De laatste jaren zijn er veel verbeteringen en uitbreidingen uitgekomen, die ontwikkelen in C# nog mooier maken. Ik kan me voorstellen dat je ze niet allemaal bijhoudt. Dit zijn zes mooie nieuwe ontwikkelingen die je kunt toepassen in je code.
Records als data object
In veel code zie je zogenaamde data transfer objecten terugkomen. Dit zijn objecten die bedoeld zijn om informatie door te geven. Over het algemeen zijn dit objecten die, nadat ze aangemaakt worden, niet gewijzigd worden. Je kunt hier tegenwoordig in C# ook het record type voor gebruiken. Een record is een class (dus een reference object) waarin standaard immutability en value equality geïmplementeerd is.

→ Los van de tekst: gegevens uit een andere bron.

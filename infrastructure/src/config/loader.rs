//! Configuration file loader with multi-source merging

use super::file_config::FileConfig;
use figment::{
    Figment,
    providers::{Env, Format, Serialized, Toml},
};
use std::path::{Path, PathBuf};

const APP_DIR: &str = "toolcall-agent";
const PROJECT_FILES: [&str; 2] = ["toolcall.toml", ".toolcall.toml"];
const ENV_PREFIX: &str = "TOOLCALL_";
const API_KEY_ENV: &str = "OPENAI_API_KEY";

/// Configuration loader that handles file discovery and merging
pub struct ConfigLoader;

impl ConfigLoader {
    /// Load configuration from all sources with proper priority
    ///
    /// Priority (highest to lowest):
    /// 1. `TOOLCALL_*` environment variables (`TOOLCALL_LLM__MODEL=...`)
    /// 2. Explicit config path (if provided)
    /// 3. Project root: `./toolcall.toml` or `./.toolcall.toml`
    /// 4. Global config: `$XDG_CONFIG_HOME/toolcall-agent/config.toml`
    /// 5. Default values
    ///
    /// `OPENAI_API_KEY` fills `llm.api_key` when no source sets it.
    pub fn load(config_path: Option<&PathBuf>) -> Result<FileConfig, Box<figment::Error>> {
        let mut files = Vec::new();
        if let Some(global_path) = Self::global_config_path()
            && global_path.exists()
        {
            files.push(global_path);
        }
        if let Some(project_path) = Self::project_config_path() {
            files.push(project_path);
        }
        if let Some(path) = config_path {
            files.push(path.clone());
        }

        Ok(Self::with_env_api_key(Self::load_files(&files)?))
    }

    fn with_env_api_key(mut config: FileConfig) -> FileConfig {
        if config.llm.api_key().is_none() {
            config.llm.api_key = std::env::var(API_KEY_ENV).ok();
        }
        config
    }

    /// Merge defaults, the given files in order, then environment overrides.
    fn load_files(files: &[PathBuf]) -> Result<FileConfig, Box<figment::Error>> {
        let figment = files.iter().fold(
            Figment::new().merge(Serialized::defaults(FileConfig::default())),
            |figment, path| figment.merge(Toml::file(path)),
        );

        figment
            .merge(Env::prefixed(ENV_PREFIX).split("__"))
            .extract()
            .map_err(Box::new)
    }

    /// Load only default configuration (for --no-config)
    ///
    /// `OPENAI_API_KEY` is still honored; it is a credential, not a file.
    pub fn load_defaults() -> FileConfig {
        Self::with_env_api_key(FileConfig::default())
    }

    /// Get the global config file path
    ///
    /// Returns XDG_CONFIG_HOME/toolcall-agent/config.toml if set,
    /// otherwise falls back to ~/.config/toolcall-agent/config.toml
    pub fn global_config_path() -> Option<PathBuf> {
        dirs::config_dir().map(|d| d.join(APP_DIR).join("config.toml"))
    }

    /// Get the project-level config file path (if it exists)
    pub fn project_config_path() -> Option<PathBuf> {
        Self::project_config_in(Path::new("."))
    }

    fn project_config_in(dir: &Path) -> Option<PathBuf> {
        PROJECT_FILES
            .iter()
            .map(|name| dir.join(name))
            .find(|path| path.exists())
    }

    /// Print the config file locations being used (for debugging)
    pub fn print_config_sources(config_path: Option<&PathBuf>) {
        println!("Configuration sources (in priority order):");

        println!("  [ENV  ] Environment: {}*", ENV_PREFIX);

        if let Some(path) = config_path {
            let mark = if path.exists() { "FOUND" } else { "MISS " };
            println!("  [{}] Explicit: {}", mark, path.display());
        }

        if let Some(path) = Self::project_config_path() {
            println!("  [FOUND] Project: {}", path.display());
        } else {
            println!("  [     ] Project: ./toolcall.toml or ./.toolcall.toml");
        }

        if let Some(path) = Self::global_config_path() {
            if path.exists() {
                println!("  [FOUND] Global:  {}", path.display());
            } else {
                println!("  [     ] Global:  {}", path.display());
            }
        }

        println!("  [     ] Default: built-in defaults");
    }
}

Wel zo gemakkelijk:
Om een record nog gemakkelijk te maken, kun je de publieke properties van de record gewoon achter de naam typen. De properties van een record implementeren de nieuwe init setter waardoor ze wel geserialiseerd kunnen worden, maar niet te wijzigen zijn.
File scoped namespace
Omdat elk code bestand over het algemeen begint met de namespace, hebben bestanden eigenlijk een nodeloze nesting van de class in de namespace. Door een file scoped namespace te gebruiken, ben je die extra nesting kwijt.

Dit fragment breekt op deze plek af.